Australian Women Writers Challenge, AWW2019, Book lists

26 books by women: completing the 2019 Australian Women Writers’ Challenge

In what has become a bit of a tradition over the past few years, my New Year’s Day post is focused on Australian Women Writers — specifically listing all the titles I have read as part of the Australian Women Writers’ Challenge the year before. (You can see my wrap-up for 2018 here, 2017 here and 2016 here.)

In 2019, I aimed to read 10 books by Australian women writers. At the time I didn’t know I’d be moving back to Australia, so I kept my goal relatively achievable. But when I moved to Fremantle in June I suddenly had access to books — in both the shops and the library — that normally wouldn’t be available in the UK. As a consequence, I read a total of 26 books by female writers.

Here is a list of all the books I read. They have been arranged in alphabetical order by author’s name (click the title to see my full review) and I have tried, where possible, to provide information on availability outside of Australia, but note this is subject to change:


‘Little Gods’ by Jenny Ackland (2018)
A gorgeously evocative coming of age story set in Victoria’s mallee region during the 1980s.
Fiction. Only published in Australia. Check bookfinder.com for copies.

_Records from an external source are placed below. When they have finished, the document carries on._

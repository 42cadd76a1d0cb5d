// Spatial index: a 2-D R-tree with quadratic split.
//
// Keys carry point or box geometry as flattened numeric parts (2 floats =
// point, 4 floats = min-x, min-y, max-x, max-y). Entries are distributed on
// overflow with Guttman's quadratic split, honoring the minimum fill.

use crate::common::RowId;
use crate::error::DbError;
use crate::index::{Index, IndexInfo, IndexKey};
use crate::Result;
use parking_lot::RwLock;

const DEFAULT_MAX_ENTRIES: usize = 8;

/// 2D bounding box
#[derive(Debug, Clone, Copy, PartialEq)]
pub struct BoundingBox {
    pub min_x: f64,
    pub min_y: f64,
    pub max_x: f64,
    pub max_y: f64,
}

impl BoundingBox {
    pub fn new(min_x: f64, min_y: f64, max_x: f64, max_y: f64) -> Self {
        Self {
            min_x: min_x.min(max_x),
            min_y: min_y.min(max_y),
            max_x: min_x.max(max_x),
            max_y: min_y.max(max_y),
        }
    }

    pub fn from_point(x: f64, y: f64) -> Self {
        Self {
            min_x: x,
            min_y: y,
            max_x: x,
            max_y: y,
        }
    }

    fn empty() -> Self {
        Self {
            min_x: f64::INFINITY,
            min_y: f64::INFINITY,
            max_x: f64::NEG_INFINITY,
            max_y: f64::NEG_INFINITY,
        }
    }

    pub fn intersects(&self, other: &BoundingBox) -> bool {
        self.min_x <= other.max_x
            && self.max_x >= other.min_x
            && self.min_y <= other.max_y
            && self.max_y >= other.min_y
    }

    /// Whether `other` lies entirely within this box.
    pub fn contains(&self, other: &BoundingBox) -> bool {
        self.min_x <= other.min_x
            && self.min_y <= other.min_y
            && self.max_x >= other.max_x
            && self.max_y >= other.max_y
    }

    pub fn union(&self, other: &BoundingBox) -> BoundingBox {
        BoundingBox {
            min_x: self.min_x.min(other.min_x),
            min_y: self.min_y.min(other.min_y),
            max_x: self.max_x.max(other.max_x),
            max_y: self.max_y.max(other.max_y),
        }
    }

    pub fn area(&self) -> f64 {
        if self.max_x < self.min_x || self.max_y < self.min_y {
            return 0.0;
        }
        (self.max_x - self.min_x) * (self.max_y - self.min_y)
    }

    fn enlargement_needed(&self, other: &BoundingBox) -> f64 {
        self.union(other).area() - self.area()
    }

    /// Parse geometry from a key's numeric parts.
    pub fn from_key(key: &IndexKey) -> Result<Self> {
        let parts = key.as_f64_parts().ok_or_else(|| {
            DbError::UnsupportedKeyType("spatial key requires numeric parts".to_string())
        })?;
        match parts.as_slice() {
            [x, y] => Ok(Self::from_point(*x, *y)),
            [x1, y1, x2, y2] => Ok(Self::new(*x1, *y1, *x2, *y2)),
            _ => Err(DbError::UnsupportedKeyType(format!(
                "spatial key requires 2 or 4 numeric parts, got {}",
                parts.len()
            ))),
        }
    }
}

enum EntryData {
    Item(RowId),
    Child(Box<Node>),
}

struct Entry {
    bbox: BoundingBox,
    data: EntryData,
}

struct Node {
    is_leaf: bool,
    entries: Vec<Entry>,
}

impl Node {
    fn new_leaf() -> Self {
        Self {
            is_leaf: true,
            entries: Vec::new(),
        }
    }

    fn new_internal() -> Self {
        Self {
            is_leaf: false,
            entries: Vec::new(),
        }
    }

    fn mbr(&self) -> BoundingBox {
        self.entries
            .iter()
            .fold(BoundingBox::empty(), |acc, e| acc.union(&e.bbox))
    }
}

pub struct RTreeIndex {
    info: IndexInfo,
    max_entries: usize,
    min_entries: usize,
    root: RwLock<Node>,
}

impl RTreeIndex {
    pub fn new(info: IndexInfo) -> Self {
        Self::with_capacity(info, DEFAULT_MAX_ENTRIES)
    }

    pub fn with_capacity(info: IndexInfo, max_entries: usize) -> Self {
        assert!(max_entries >= 4, "R-tree node capacity must be at least 4");
        Self {
            info,
            max_entries,
            min_entries: max_entries / 2,
            root: RwLock::new(Node::new_leaf()),
        }
    }

    /// Entries intersecting the query box.
    pub fn search_intersects(&self, query: &BoundingBox) -> Vec<RowId> {
        let root = self.root.read();
        let mut results = Vec::new();
        Self::collect(&root, query, false, &mut results);
        results.sort_unstable();
        results.dedup();
        results
    }

    /// Entries fully contained within the query box.
    pub fn search_contains(&self, query: &BoundingBox) -> Vec<RowId> {
        let root = self.root.read();
        let mut results = Vec::new();
        Self::collect(&root, query, true, &mut results);
        results.sort_unstable();
        results.dedup();
        results
    }

    fn collect(node: &Node, query: &BoundingBox, contained: bool, out: &mut Vec<RowId>) {
        for entry in &node.entries {
            if !entry.bbox.intersects(query) {
                continue;
            }
            match &entry.data {
                EntryData::Item(row_id) => {
                    if !contained || query.contains(&entry.bbox) {
                        out.push(*row_id);
                    }
                }
                EntryData::Child(child) => Self::collect(child, query, contained, out),
            }
        }
    }

    fn insert_entry(&self, bbox: BoundingBox, row_id: RowId) {
        let mut root = self.root.write();
        if let Some(sibling) = self.insert_rec(&mut root, bbox, row_id) {
            // Root overflowed: grow the tree by one level.
            let old_root = std::mem::replace(&mut *root, Node::new_internal());
            let old_mbr = old_root.mbr();
            let sibling_mbr = sibling.mbr();
            root.entries.push(Entry {
                bbox: old_mbr,
                data: EntryData::Child(Box::new(old_root)),
            });
            root.entries.push(Entry {
                bbox: sibling_mbr,
                data: EntryData::Child(Box::new(sibling)),
            });
        }
    }

    fn insert_rec(&self, node: &mut Node, bbox: BoundingBox, row_id: RowId) -> Option<Node> {
        if node.is_leaf {
            node.entries.push(Entry {
                bbox,
                data: EntryData::Item(row_id),
            });
            if node.entries.len() > self.max_entries {
                return Some(self.split(node));
            }
            return None;
        }

        // Descend into the child needing least enlargement.
        let mut best = 0usize;
        let mut best_enlargement = f64::INFINITY;
        for (i, entry) in node.entries.iter().enumerate() {
            let enlargement = entry.bbox.enlargement_needed(&bbox);
            if enlargement < best_enlargement {
                best = i;
                best_enlargement = enlargement;
            }
        }

        let split = match &mut node.entries[best].data {
            EntryData::Child(child) => {
                let split = self.insert_rec(child, bbox, row_id);
                let updated_mbr = child.mbr();
                (split, Some(updated_mbr))
            }
            EntryData::Item(_) => (None, None),
        };
        if let Some(updated_mbr) = split.1 {
            node.entries[best].bbox = updated_mbr;
        }

        if let Some(sibling) = split.0 {
            let sibling_mbr = sibling.mbr();
            node.entries.push(Entry {
                bbox: sibling_mbr,
                data: EntryData::Child(Box::new(sibling)),
            });
            if node.entries.len() > self.max_entries {
                return Some(self.split(node));
            }
        }
        None
    }

    /// Guttman's quadratic split: seed with the pair wasting the most area,
    /// then assign each remaining entry to the group needing least
    /// enlargement, forcing assignment once a group must absorb the rest to
    /// reach the minimum fill.
    fn split(&self, node: &mut Node) -> Node {
        let mut entries: Vec<Entry> = std::mem::take(&mut node.entries);

        let (seed1, seed2) = Self::pick_seeds(&entries);
        let second = entries.remove(seed1.max(seed2));
        let first = entries.remove(seed1.min(seed2));

        let mut group1 = vec![first];
        let mut group2 = vec![second];
        let mut mbr1 = group1[0].bbox;
        let mut mbr2 = group2[0].bbox;

        while let Some(entry) = entries.pop() {
            let remaining = entries.len() + 1;
            if group1.len() + remaining <= self.min_entries {
                mbr1 = mbr1.union(&entry.bbox);
                group1.push(entry);
                continue;
            }
            if group2.len() + remaining <= self.min_entries {
                mbr2 = mbr2.union(&entry.bbox);
                group2.push(entry);
                continue;
            }
            if mbr1.enlargement_needed(&entry.bbox) <= mbr2.enlargement_needed(&entry.bbox) {
                mbr1 = mbr1.union(&entry.bbox);
                group1.push(entry);
            } else {
                mbr2 = mbr2.union(&entry.bbox);
                group2.push(entry);
            }
        }

        node.entries = group1;
        Node {
            is_leaf: node.is_leaf,
            entries: group2,
        }
    }

    fn pick_seeds(entries: &[Entry]) -> (usize, usize) {
        let mut max_waste = f64::NEG_INFINITY;
        let mut seeds = (0, 1);
        for i in 0..entries.len() {
            for j in (i + 1)..entries.len() {
                let combined = entries[i].bbox.union(&entries[j].bbox);
                let waste = combined.area() - entries[i].bbox.area() - entries[j].bbox.area();
                if waste > max_waste {
                    max_waste = waste;
                    seeds = (i, j);
                }
            }
        }
        seeds
    }

    /// Remove every item with exactly this bounding box. The tree is not
    /// condensed; underfull nodes are tolerated until the next rebuild.
    fn remove_bbox(node: &mut Node, bbox: &BoundingBox) {
        if node.is_leaf {
            node.entries
                .retain(|e| !matches!(e.data, EntryData::Item(_)) || e.bbox != *bbox);
            return;
        }
        for entry in &mut node.entries {
            if let EntryData::Child(child) = &mut entry.data {
                if entry.bbox.intersects(bbox) {
                    Self::remove_bbox(child, bbox);
                    entry.bbox = child.mbr();
                }
            }
        }
        node.entries.retain(|e| match &e.data {
            EntryData::Child(child) => !child.entries.is_empty(),
            EntryData::Item(_) => true,
        });
    }
}

impl Index for RTreeIndex {
    fn info(&self) -> &IndexInfo {
        &self.info
    }

    fn insert(&self, key: &IndexKey, row_ids: &[RowId]) -> Result<()> {
        let bbox = BoundingBox::from_key(key)?;
        for &row_id in row_ids {
            self.insert_entry(bbox, row_id);
        }
        Ok(())
    }

    fn delete(&self, key: &IndexKey) -> Result<()> {
        let bbox = BoundingBox::from_key(key)?;
        let mut root = self.root.write();
        Self::remove_bbox(&mut root, &bbox);
        Ok(())
    }

    fn find(&self, key: &IndexKey) -> Result<Vec<RowId>> {
        let bbox = BoundingBox::from_key(key)?;
        let root = self.root.read();
        // Exact geometry match only.
        let mut results = Vec::new();
        Self::collect_exact(&root, &bbox, &mut results);
        results.sort_unstable();
        results.dedup();
        Ok(results)
    }

    /// Range probe: everything intersecting the box spanned by both keys.
    fn find_range(&self, min: &IndexKey, max: &IndexKey) -> Result<Vec<RowId>> {
        let query = BoundingBox::from_key(min)?.union(&BoundingBox::from_key(max)?);
        Ok(self.search_intersects(&query))
    }

    fn reset(&self) -> Result<()> {
        *self.root.write() = Node::new_leaf();
        Ok(())
    }
}

impl RTreeIndex {
    fn collect_exact(node: &Node, bbox: &BoundingBox, out: &mut Vec<RowId>) {
        for entry in &node.entries {
            match &entry.data {
                EntryData::Item(row_id) => {
                    if entry.bbox == *bbox {
                        out.push(*row_id);
                    }
                }
                EntryData::Child(child) => {
                    if entry.bbox.intersects(bbox) {
                        Self::collect_exact(child, bbox, out);
                    }
                }
            }
        }
    }
}

#[cfg(test)]
mod tests {
    use super::*;
    use crate::common::Value;
    use crate::index::IndexKind;

    fn index() -> RTreeIndex {
        RTreeIndex::with_capacity(
            IndexInfo {
                name: "sp_location".to_string(),
                table: "places".to_string(),
                columns: vec!["location".to_string()],
                kind: IndexKind::SpatialRTree,
                unique: false,
            },
            4,
        )
    }

    fn point_key(x: f64, y: f64) -> IndexKey {
        IndexKey::from_values(&[Value::Array(vec![Value::Float64(x), Value::Float64(y)])]).unwrap()
    }

    #[test]
    fn test_intersects_and_contains() {
        let idx = index();
        for i in 0..20 {
            let x = (i % 5) as f64;
            let y = (i / 5) as f64;
            idx.insert(&point_key(x, y), &[i as RowId + 1]).unwrap();
        }

        let query = BoundingBox::new(0.5, 0.5, 2.5, 2.5);
        let hits = idx.search_intersects(&query);
        // Points (1,1), (2,1), (1,2), (2,2)
        assert_eq!(hits.len(), 4);
        assert_eq!(idx.search_contains(&query), hits);
    }

    #[test]
    fn test_exact_find() {
        let idx = index();
        idx.insert(&point_key(1.0, 1.0), &[1]).unwrap();
        idx.insert(&point_key(1.0, 2.0), &[2]).unwrap();
        assert_eq!(idx.find(&point_key(1.0, 1.0)).unwrap(), vec![1]);
        assert!(idx.find(&point_key(9.0, 9.0)).unwrap().is_empty());
    }

    #[test]
    fn test_delete() {
        let idx = index();
        for i in 0..10 {
            idx.insert(&point_key(i as f64, 0.0), &[i as RowId + 1])
                .unwrap();
        }
        idx.delete(&point_key(3.0, 0.0)).unwrap();
        assert!(idx.find(&point_key(3.0, 0.0)).unwrap().is_empty());
        assert_eq!(idx.find(&point_key(4.0, 0.0)).unwrap(), vec![5]);
    }

    #[test]
    fn test_split_preserves_entries() {
        let idx = index();
        // Enough inserts to force several splits with capacity 4.
        for i in 0..100 {
            let x = (i % 10) as f64;
            let y = (i / 10) as f64;
            idx.insert(&point_key(x, y), &[i as RowId + 1]).unwrap();
        }
        let all = idx.search_intersects(&BoundingBox::new(-1.0, -1.0, 11.0, 11.0));
        assert_eq!(all.len(), 100);
    }

    #[test]
    fn test_box_keys() {
        let idx = index();
        let box_key = IndexKey::from_values(&[Value::Array(vec![
            Value::Float64(0.0),
            Value::Float64(0.0),
            Value::Float64(2.0),
            Value::Float64(2.0),
        ])])
        .unwrap();
        idx.insert(&box_key, &[1]).unwrap();

        assert_eq!(
            idx.search_intersects(&BoundingBox::new(1.0, 1.0, 3.0, 3.0)),
            vec![1]
        );
        assert!(idx
            .search_contains(&BoundingBox::new(1.0, 1.0, 3.0, 3.0))
            .is_empty());
    }
}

‘A Constant Hum’ by Alice Bishop (2019)
The literary equivalent of a concept album, this collection features short stories and flash fiction focused on the aftermath of bush fire.
Fiction. Only published in Australia, but Kindle edition available in other markets.


‘New York’ by Lily Brett (2001)
This humorous and entertaining collection of 52 short articles is largely about the author’s own insecurities, anxieties and dislikes, with a special focus on New York life.
Non-fiction. Widely available.


‘Room for a Stranger’ by Melanie Cheng (2019)
A beautiful, bittersweet story about finding friendship in the most unexpected of places.
Fiction. Only published in Australia, but Kindle edition available in other markets.


‘Wedderburn: A True Tale of Blood and Dust’ by Maryrose Cuskelly (2018)
A deeply contemplative and gripping analysis of a small-town murder in Australia written very much in the vein of Helen Garner’s true-crime style.
Non-fiction. Only published in Australia. Check bookfinder.com for copies.

‘Springtime: A Ghost Story’ by Michelle de Kretser (2017)
A richly written short story about what it is like to begin a new life in a new city.
Fiction. Only published in Australia, but Kindle edition available in other markets.

The Bridge book cover

‘The Bridge’ by Enza Gandolfo (2018)
Moving tale focused on the families whose lives were drastically altered following the collapse of Melbourne’s Westgate Bridge midway through construction in 1970.
Fiction. Widely available.

‘Yellow Notebook: Diaries Volume I, 1978-1987’ by Helen Garner (2019)
This collection of sublime and pithy journal entries spans 10 years of Garner’s life and showcases her ability to capture the tiniest of details to elevate seemingly ordinary occurrences into scenes of extraordinary power.
Nonfiction. Due to be published in the UK in May 2020.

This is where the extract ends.